● Aim of the exercise: In the entries below, find each line with the word "error" and return it.

● Collected data entries:
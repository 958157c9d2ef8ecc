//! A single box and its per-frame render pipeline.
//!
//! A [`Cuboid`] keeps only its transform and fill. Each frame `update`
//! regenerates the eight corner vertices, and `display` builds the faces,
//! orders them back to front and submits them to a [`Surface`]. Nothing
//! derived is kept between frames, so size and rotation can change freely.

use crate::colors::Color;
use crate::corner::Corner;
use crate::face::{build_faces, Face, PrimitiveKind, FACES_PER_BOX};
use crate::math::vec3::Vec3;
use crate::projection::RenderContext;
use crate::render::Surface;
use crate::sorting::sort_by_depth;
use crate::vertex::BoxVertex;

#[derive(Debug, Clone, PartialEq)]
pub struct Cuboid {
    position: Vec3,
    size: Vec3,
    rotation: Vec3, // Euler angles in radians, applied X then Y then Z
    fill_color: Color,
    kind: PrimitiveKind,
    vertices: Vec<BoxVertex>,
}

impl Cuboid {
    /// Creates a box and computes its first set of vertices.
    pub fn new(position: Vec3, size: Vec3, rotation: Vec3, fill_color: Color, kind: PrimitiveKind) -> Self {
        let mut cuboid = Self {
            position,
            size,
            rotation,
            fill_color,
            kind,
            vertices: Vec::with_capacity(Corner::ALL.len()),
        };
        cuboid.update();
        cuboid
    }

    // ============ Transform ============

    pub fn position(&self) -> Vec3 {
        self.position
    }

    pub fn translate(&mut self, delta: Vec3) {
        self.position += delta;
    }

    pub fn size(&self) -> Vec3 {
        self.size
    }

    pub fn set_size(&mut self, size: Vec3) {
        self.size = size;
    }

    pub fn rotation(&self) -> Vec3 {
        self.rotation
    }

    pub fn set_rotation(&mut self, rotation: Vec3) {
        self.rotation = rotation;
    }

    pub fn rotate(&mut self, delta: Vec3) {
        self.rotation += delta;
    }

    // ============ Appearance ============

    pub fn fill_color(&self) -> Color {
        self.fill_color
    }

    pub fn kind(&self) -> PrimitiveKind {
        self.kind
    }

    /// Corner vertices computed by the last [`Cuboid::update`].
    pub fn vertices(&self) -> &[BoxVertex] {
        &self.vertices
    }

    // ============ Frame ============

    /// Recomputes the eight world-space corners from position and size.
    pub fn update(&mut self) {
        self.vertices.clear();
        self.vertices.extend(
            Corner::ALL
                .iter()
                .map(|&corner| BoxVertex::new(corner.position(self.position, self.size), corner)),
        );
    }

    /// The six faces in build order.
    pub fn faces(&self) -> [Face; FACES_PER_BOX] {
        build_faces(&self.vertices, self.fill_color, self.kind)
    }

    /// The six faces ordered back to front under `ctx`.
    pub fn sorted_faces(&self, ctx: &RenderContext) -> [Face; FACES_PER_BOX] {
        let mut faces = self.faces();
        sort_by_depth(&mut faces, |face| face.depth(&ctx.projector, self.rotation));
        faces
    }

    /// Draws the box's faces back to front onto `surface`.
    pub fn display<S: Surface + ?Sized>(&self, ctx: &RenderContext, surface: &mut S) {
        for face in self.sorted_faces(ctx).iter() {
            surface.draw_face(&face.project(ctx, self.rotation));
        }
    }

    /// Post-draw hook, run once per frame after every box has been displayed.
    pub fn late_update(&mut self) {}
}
==
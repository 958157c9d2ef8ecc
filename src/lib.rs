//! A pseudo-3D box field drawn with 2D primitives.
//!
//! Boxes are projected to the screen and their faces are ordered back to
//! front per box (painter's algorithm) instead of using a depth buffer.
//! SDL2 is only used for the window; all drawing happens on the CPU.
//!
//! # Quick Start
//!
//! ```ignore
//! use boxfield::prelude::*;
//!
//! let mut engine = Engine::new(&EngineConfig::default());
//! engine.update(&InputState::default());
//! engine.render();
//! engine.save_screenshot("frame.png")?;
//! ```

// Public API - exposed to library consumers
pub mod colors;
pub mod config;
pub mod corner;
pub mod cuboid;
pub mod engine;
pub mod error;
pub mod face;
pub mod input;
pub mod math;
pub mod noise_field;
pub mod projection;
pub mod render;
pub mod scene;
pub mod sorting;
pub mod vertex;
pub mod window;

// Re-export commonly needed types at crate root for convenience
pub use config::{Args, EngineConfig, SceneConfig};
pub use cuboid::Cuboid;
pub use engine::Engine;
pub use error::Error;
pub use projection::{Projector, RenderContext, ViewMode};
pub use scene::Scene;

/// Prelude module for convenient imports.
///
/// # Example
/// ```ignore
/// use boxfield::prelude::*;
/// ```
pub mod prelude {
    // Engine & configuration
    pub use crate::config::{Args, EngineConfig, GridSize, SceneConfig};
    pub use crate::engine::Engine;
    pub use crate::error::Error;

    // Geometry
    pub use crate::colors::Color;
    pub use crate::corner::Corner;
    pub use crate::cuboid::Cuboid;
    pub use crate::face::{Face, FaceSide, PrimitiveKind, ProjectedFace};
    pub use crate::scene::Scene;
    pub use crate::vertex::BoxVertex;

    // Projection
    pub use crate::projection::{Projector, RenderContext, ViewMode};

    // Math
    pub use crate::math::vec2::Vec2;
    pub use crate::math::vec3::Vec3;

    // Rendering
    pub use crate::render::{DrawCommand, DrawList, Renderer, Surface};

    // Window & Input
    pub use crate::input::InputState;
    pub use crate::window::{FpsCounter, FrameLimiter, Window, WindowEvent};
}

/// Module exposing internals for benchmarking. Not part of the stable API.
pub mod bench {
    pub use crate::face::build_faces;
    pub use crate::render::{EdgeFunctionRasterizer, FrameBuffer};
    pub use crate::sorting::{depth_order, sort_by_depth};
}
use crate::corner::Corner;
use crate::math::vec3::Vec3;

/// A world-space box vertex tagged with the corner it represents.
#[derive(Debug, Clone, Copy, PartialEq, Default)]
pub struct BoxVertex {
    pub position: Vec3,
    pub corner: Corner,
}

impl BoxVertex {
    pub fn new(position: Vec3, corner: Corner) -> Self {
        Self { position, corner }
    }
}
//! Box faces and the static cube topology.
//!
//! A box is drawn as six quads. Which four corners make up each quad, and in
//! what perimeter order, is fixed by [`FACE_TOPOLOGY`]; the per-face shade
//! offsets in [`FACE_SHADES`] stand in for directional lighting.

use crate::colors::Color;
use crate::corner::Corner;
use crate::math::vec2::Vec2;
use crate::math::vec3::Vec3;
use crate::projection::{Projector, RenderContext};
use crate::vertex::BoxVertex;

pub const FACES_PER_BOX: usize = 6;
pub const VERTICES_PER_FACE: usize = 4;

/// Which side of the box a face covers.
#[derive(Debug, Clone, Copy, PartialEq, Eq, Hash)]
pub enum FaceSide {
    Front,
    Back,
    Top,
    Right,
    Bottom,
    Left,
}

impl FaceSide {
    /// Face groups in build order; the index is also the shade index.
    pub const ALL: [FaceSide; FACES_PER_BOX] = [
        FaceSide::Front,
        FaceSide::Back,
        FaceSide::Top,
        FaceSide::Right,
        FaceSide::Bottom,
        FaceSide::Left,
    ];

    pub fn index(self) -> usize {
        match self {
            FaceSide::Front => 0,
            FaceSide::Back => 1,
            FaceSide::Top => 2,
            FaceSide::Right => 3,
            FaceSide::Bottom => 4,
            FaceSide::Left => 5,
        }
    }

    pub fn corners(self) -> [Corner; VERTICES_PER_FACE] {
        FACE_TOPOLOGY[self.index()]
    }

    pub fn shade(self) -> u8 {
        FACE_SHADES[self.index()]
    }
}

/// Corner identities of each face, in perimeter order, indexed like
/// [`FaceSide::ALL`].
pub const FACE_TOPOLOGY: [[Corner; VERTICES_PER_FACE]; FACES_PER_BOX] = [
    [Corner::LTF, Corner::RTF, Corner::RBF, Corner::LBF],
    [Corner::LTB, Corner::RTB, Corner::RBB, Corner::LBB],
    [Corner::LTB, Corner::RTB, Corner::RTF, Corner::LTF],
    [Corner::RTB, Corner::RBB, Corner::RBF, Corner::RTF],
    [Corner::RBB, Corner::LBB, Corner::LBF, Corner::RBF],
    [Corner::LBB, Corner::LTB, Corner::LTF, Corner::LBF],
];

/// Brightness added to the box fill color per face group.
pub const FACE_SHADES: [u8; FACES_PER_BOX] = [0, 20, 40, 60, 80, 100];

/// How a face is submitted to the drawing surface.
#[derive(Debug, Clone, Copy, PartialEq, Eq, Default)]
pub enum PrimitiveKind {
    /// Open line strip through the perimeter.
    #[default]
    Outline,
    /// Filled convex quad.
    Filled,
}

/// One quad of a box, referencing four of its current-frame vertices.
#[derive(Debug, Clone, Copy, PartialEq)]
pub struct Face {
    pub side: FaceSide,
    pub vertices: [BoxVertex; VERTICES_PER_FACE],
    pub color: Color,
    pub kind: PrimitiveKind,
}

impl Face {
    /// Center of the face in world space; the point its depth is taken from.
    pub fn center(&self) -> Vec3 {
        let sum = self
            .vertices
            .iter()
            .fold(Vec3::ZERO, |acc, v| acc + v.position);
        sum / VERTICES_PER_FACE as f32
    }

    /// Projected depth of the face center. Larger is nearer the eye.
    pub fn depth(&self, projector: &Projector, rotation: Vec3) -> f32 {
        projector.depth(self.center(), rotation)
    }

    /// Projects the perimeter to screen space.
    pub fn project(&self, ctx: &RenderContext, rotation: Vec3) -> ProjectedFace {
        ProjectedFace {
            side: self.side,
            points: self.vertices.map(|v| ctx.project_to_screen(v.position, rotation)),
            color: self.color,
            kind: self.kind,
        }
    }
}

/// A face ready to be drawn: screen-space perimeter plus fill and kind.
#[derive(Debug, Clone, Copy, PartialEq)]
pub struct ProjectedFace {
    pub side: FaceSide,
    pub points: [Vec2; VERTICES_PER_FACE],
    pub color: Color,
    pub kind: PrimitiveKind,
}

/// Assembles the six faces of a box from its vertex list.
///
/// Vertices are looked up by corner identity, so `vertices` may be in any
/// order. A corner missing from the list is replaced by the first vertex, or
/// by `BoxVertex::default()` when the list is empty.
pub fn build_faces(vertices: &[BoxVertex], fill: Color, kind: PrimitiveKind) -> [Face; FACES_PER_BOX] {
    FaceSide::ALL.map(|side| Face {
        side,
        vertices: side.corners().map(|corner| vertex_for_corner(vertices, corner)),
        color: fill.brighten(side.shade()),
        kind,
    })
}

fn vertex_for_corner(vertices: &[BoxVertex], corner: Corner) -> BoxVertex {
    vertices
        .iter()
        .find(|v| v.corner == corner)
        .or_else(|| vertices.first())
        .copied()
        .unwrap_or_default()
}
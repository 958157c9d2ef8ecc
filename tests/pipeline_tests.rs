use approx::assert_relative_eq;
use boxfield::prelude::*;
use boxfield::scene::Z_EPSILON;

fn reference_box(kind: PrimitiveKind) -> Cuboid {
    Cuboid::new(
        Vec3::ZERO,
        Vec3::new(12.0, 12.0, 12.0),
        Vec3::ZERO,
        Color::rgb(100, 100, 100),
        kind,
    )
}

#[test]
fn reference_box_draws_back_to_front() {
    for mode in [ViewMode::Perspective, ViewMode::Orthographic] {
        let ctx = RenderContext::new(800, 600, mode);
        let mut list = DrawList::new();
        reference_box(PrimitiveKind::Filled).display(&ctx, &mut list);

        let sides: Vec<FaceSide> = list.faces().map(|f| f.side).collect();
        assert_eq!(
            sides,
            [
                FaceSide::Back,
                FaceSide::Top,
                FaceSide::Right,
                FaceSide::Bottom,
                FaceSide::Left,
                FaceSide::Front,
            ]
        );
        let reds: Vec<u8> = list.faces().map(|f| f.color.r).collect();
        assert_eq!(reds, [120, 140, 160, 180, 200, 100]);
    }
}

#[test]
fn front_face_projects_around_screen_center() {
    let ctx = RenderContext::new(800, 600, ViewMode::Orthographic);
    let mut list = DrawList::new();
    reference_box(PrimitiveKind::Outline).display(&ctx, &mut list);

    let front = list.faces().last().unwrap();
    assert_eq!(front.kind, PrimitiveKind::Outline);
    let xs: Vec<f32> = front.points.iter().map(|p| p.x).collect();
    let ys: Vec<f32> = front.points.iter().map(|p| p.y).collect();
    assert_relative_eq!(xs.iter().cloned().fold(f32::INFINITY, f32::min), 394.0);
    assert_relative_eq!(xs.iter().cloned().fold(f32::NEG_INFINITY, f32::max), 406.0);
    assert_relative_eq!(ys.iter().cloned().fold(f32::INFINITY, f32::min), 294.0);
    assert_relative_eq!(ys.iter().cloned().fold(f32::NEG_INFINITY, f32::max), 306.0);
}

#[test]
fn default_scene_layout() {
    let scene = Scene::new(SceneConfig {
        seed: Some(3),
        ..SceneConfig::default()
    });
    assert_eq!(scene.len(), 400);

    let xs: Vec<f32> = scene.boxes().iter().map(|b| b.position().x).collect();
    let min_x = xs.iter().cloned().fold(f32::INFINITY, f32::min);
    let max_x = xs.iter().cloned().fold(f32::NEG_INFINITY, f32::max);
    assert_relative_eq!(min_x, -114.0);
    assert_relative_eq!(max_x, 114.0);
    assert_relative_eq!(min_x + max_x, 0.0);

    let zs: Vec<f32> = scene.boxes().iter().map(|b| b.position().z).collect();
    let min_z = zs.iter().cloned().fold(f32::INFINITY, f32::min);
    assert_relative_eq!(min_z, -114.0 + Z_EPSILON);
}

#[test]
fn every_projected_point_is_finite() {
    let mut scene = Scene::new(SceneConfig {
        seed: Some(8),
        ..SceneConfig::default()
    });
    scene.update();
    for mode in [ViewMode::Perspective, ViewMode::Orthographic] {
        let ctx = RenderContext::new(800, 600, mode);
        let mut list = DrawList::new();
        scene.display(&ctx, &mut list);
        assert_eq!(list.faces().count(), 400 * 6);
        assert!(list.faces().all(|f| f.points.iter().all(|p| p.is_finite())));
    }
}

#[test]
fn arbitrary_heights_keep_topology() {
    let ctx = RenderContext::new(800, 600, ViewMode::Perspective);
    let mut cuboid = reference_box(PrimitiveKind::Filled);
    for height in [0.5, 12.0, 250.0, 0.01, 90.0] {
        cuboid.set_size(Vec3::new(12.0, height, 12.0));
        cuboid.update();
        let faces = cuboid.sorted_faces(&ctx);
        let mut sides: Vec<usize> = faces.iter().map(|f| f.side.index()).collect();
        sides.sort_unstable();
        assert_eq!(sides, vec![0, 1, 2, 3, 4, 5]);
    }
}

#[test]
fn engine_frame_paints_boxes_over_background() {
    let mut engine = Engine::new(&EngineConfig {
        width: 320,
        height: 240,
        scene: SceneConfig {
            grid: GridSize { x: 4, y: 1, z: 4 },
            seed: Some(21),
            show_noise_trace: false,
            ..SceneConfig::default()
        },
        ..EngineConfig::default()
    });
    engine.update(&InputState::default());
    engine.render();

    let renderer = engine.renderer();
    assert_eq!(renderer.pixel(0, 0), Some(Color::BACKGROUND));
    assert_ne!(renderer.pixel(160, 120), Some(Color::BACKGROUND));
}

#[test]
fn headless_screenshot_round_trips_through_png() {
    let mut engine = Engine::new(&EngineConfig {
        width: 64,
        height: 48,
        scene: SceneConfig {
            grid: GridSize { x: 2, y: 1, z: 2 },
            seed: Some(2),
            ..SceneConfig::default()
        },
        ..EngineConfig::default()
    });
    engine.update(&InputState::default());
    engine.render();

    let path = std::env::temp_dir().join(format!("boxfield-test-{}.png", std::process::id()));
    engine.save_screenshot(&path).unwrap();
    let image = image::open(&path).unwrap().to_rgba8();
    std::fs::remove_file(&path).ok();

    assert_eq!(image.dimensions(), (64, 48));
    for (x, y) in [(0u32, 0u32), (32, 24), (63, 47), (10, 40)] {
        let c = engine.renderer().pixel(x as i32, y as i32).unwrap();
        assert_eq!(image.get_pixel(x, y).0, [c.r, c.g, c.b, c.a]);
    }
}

● Problem solution:
pub mod error;
pub use error::Error;
    pub use crate::error::Error;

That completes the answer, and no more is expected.